When I went off to undergrad, I found myself in a leadership program that was always asking us “what defines a leader?” The answers I had been fed prior didn’t pan out in those conversations. I realized that what made me a great leader had nothing to do with the loud, smart, organized aspects of my personality. Instead, it had to do with other qualities I had grown through working in and being a part of the creative world.

As a creative, I learned adaptability. When something goes wrong during a project, you have to change course and roll with the punches. No matter how disruptive the change may be, “the show must go on.” You just learn to accept what has come, and make something better.
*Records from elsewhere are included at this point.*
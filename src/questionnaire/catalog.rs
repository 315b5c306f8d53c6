//! @acp:module "Question Catalog"
//! @acp:summary "Built-in questionnaire, in display order"
//! @acp:domain questionnaire
//! @acp:layer config

use super::types::{Question, QuestionType};
use crate::document::DocumentType as D;

/// Regions offered by the `target_regions` question
pub const TARGET_REGIONS: &[&str] = &["EU", "UK", "US-CA", "BR", "CA", "ZA", "OTHER"];

/// Services offered by the `third_party_services` question
pub const THIRD_PARTY_SERVICES: &[&str] = &[
    "google_analytics",
    "google_ads",
    "facebook_pixel",
    "hotjar",
    "stripe",
    "paypal",
    "mailchimp",
    "youtube",
];

/// Cookie categories offered by the `cookie_categories` question
pub const COOKIE_CATEGORIES: &[&str] = &["necessary", "preferences", "analytics", "marketing"];

/// The default question catalog
pub fn default_questions() -> Vec<Question> {
    use QuestionType::*;

    vec![
        // Company
        Question::new("company_name", "company", "Legal name of your company", Text)
            .required()
            .affects(D::all()),
        Question::new("contact_email", "company", "Contact email for privacy requests", Email)
            .required()
            .affects(D::all()),
        Question::new("company_address", "company", "Registered postal address", Textarea)
            .affects(&[D::PrivacyPolicy, D::TermsOfService, D::DataProtection]),
        Question::new("company_phone", "company", "Contact phone number", Text)
            .affects(&[D::PrivacyPolicy, D::TermsOfService]),
        Question::new("effective_date", "company", "Effective date (YYYY-MM-DD)", Text)
            .affects(D::all()),
        // Website
        Question::new("site_name", "website", "Website name", Text).affects(D::all()),
        Question::new("site_url", "website", "Website URL", Text).affects(D::all()),
        Question::new("has_user_accounts", "website", "Can visitors create accounts?", Boolean)
            .required()
            .default_value(false)
            .affects(&[D::PrivacyPolicy, D::TermsOfService, D::UserRightsNotice]),
        Question::new(
            "collects_children_data",
            "website",
            "Is the site directed at children under 16?",
            Boolean,
        )
        .default_value(false)
        .affects(&[D::PrivacyPolicy, D::TermsOfService, D::DataProtection]),
        // Data
        Question::new("data_types", "data", "Personal data you collect", Multiselect)
            .options(&["name", "email", "phone", "address", "payment", "location", "usage"])
            .affects(&[D::PrivacyPolicy, D::DataProtection]),
        Question::new("uses_analytics", "data", "Do you use analytics?", Boolean)
            .required()
            .default_value(false)
            .affects(&[D::PrivacyPolicy, D::CookiePolicy, D::CookieCategories]),
        Question::new(
            "sends_marketing_emails",
            "data",
            "Do you send marketing emails?",
            Boolean,
        )
        .default_value(false)
        .affects(&[D::PrivacyPolicy, D::ConsentManagement]),
        Question::new("uses_cookies", "data", "Does the site set cookies?", Boolean)
            .required()
            .default_value(true)
            .affects(&[D::CookiePolicy, D::CookieCategories, D::ConsentManagement]),
        Question::new("cookie_categories", "data", "Cookie categories in use", Multiselect)
            .required()
            .options(COOKIE_CATEGORIES)
            .show_if("uses_cookies", true)
            .affects(&[D::CookiePolicy, D::CookieCategories, D::ConsentManagement]),
        Question::new("data_retention_days", "data", "Retention period in days", Number)
            .affects(&[D::PrivacyPolicy, D::DataProtection]),
        // Commerce
        Question::new("has_ecommerce", "commerce", "Do you sell products or services online?", Boolean)
            .required()
            .default_value(false)
            .affects(&[D::PrivacyPolicy, D::TermsOfService]),
        Question::new(
            "collect_payment_info",
            "commerce",
            "Do you process payment card details yourself?",
            Boolean,
        )
        .required()
        .show_if("has_ecommerce", true)
        .affects(&[D::PrivacyPolicy, D::TermsOfService]),
        Question::new("offers_subscriptions", "commerce", "Do you offer subscriptions?", Boolean)
            .show_if("has_ecommerce", true)
            .affects(&[D::TermsOfService]),
        Question::new("refund_policy", "commerce", "Summary of your refund policy", Textarea)
            .required()
            .show_if("has_ecommerce", true)
            .affects(&[D::TermsOfService]),
        // Services
        Question::new(
            "third_party_services",
            "services",
            "Third-party services embedded in the site",
            Multiselect,
        )
        .options(THIRD_PARTY_SERVICES)
        .affects(&[D::PrivacyPolicy, D::CookiePolicy, D::ThirdPartyServices]),
        // Jurisdictions
        Question::new("target_regions", "jurisdictions", "Regions you serve", Multiselect)
            .required()
            .options(TARGET_REGIONS)
            .affects(&[D::PrivacyPolicy, D::DataProtection, D::UserRightsNotice]),
        Question::new("governing_law", "jurisdictions", "Governing law (country/state)", Text)
            .required()
            .affects(&[D::TermsOfService]),
        Question::new("has_dpo", "jurisdictions", "Have you appointed a Data Protection Officer?", Boolean)
            .default_value(false)
            .affects(&[D::PrivacyPolicy, D::DataProtection]),
        Question::new("dpo_email", "jurisdictions", "Data Protection Officer email", Email)
            .required()
            .show_if("has_dpo", true)
            .affects(&[D::PrivacyPolicy, D::DataProtection]),
    ]
}

#[cfg(test)]
mod tests {
    use super::*;
    use std::collections::HashSet;

    #[test]
    fn test_question_ids_unique() {
        let questions = default_questions();
        let ids: HashSet<_> = questions.iter().map(|q| q.id.as_str()).collect();
        assert_eq!(ids.len(), questions.len());
    }

    #[test]
    fn test_show_if_references_known_questions() {
        let questions = default_questions();
        let ids: HashSet<_> = questions.iter().map(|q| q.id.clone()).collect();
        for q in &questions {
            for dep in q.show_if.iter().flat_map(|s| s.keys()) {
                assert!(ids.contains(dep), "{} depends on unknown {}", q.id, dep);
            }
        }
    }

    #[test]
    fn test_every_question_affects_a_document() {
        assert!(default_questions().iter().all(|q| !q.affects.is_empty()));
    }
}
I also learned the skill of collaboration. Usually in those adapting moments, you have to share power rather than hoard it. If you’re too busy trying to be in charge, you miss the opportunity to learn from those around you. The work comes out stronger when you work together and elevates the skills and strengths of those in the room. The team comes out stronger, too.

The most crucial skill I’ve learned from being a creative, though, is how to fail. I once had a director, who every opening night would tell us, “When you fail, fail gloriously!” Life is full of mistakes. Failure is an inevitable force. In working around and with creatives, you learn that failure also leads to some of the most exciting new beginnings and outcomes. Failure is used as a stepping stone to move forward, rather than something that pulls you back.

As I reflect now on my life and the different positions I hold, I am incredibly thankful for having been exposed to the creative world. I’ve learned more about leadership from being a theatre major, than I ever did from my economic and business courses. This is why I’m excited for The Collective, a new program that focuses on leadership through this creative practice lens.

You don’t have to BE artistic or creative to learn from creative practices. These industries aren’t about perfection. They are all about learning, growing, changing! I challenge you to delve into the creative world. Learn from the practices. Collaborate with different people on something. Take an improvisation class and learn to adapt. Fail gloriously. You will be surprised how much you grow as a leader just by participating in these spaces.